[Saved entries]
......

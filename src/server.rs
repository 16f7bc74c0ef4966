//! HTTP endpoints for health checks and bridge status.

use anyhow::Result;
use axum::{extract::State, http::StatusCode, routing::get, Json, Router};
use serde::{Deserialize, Serialize};
use std::{collections::BTreeMap, future::Future, net::SocketAddr, sync::Arc};
use tracing::{debug, info};

use crate::{pool::RelayPool, replay::ReplayTracker, subscriptions::SubscriptionKey};

struct HttpState {
    tracker: Arc<ReplayTracker>,
    pool: Arc<RelayPool>,
}

/// Response body for the `/healthz` endpoint.
#[derive(Serialize, Deserialize)]
struct Health {
    /// Always "ok" when the server is running.
    status: String,
}

/// Response body for `/status`.
#[derive(Debug, Serialize, Deserialize)]
pub struct Status {
    /// Last processed `created_at` per subscription, absent before the first event.
    pub watermarks: BTreeMap<String, Option<u64>>,
    /// Live connections held by the zap relay pool.
    pub pooled_relays: usize,
}

/// Collect watermarks for every known subscription.
pub async fn watermarks(tracker: &ReplayTracker) -> Result<BTreeMap<String, Option<u64>>> {
    let mut out = BTreeMap::new();
    for key in SubscriptionKey::ALL {
        out.insert(key.as_str().to_string(), tracker.current_watermark(key.as_str()).await?);
    }
    Ok(out)
}

/// Start an HTTP server exposing `/healthz` and `/status`.
pub async fn serve_http(
    addr: SocketAddr,
    tracker: Arc<ReplayTracker>,
    pool: Arc<RelayPool>,
    shutdown: impl Future<Output = ()> + Send + 'static,
) -> Result<()> {
    let listener = tokio::net::TcpListener::bind(addr).await?;
    info!(addr = %listener.local_addr()?, "http listening");
    let state = Arc::new(HttpState { tracker, pool });
    let app = Router::new()
        .route("/healthz", get(healthz))
        .route("/status", get(status))
        .with_state(state);
    axum::serve(listener, app.into_make_service())
        .with_graceful_shutdown(shutdown)
        .await?;
    Ok(())
}

async fn healthz() -> Json<Health> {
    debug!("GET /healthz");
    Json(Health {
        status: "ok".to_string(),
    })
}

async fn status(State(state): State<Arc<HttpState>>) -> Result<Json<Status>, (StatusCode, String)> {
    let watermarks = watermarks(&state.tracker)
        .await
        .map_err(|e| (StatusCode::INTERNAL_SERVER_ERROR, e.to_string()))?;
    Ok(Json(Status {
        watermarks,
        pooled_relays: state.pool.live_count().await,
    }))
}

......

◆ Work required ◆
Locate the word "shutdown" in the records above, and return each line that has it.

◆ Output for this task ◆
    shutdown: impl Future<Output = ()> + Send + 'static,
        .with_graceful_shutdown(shutdown)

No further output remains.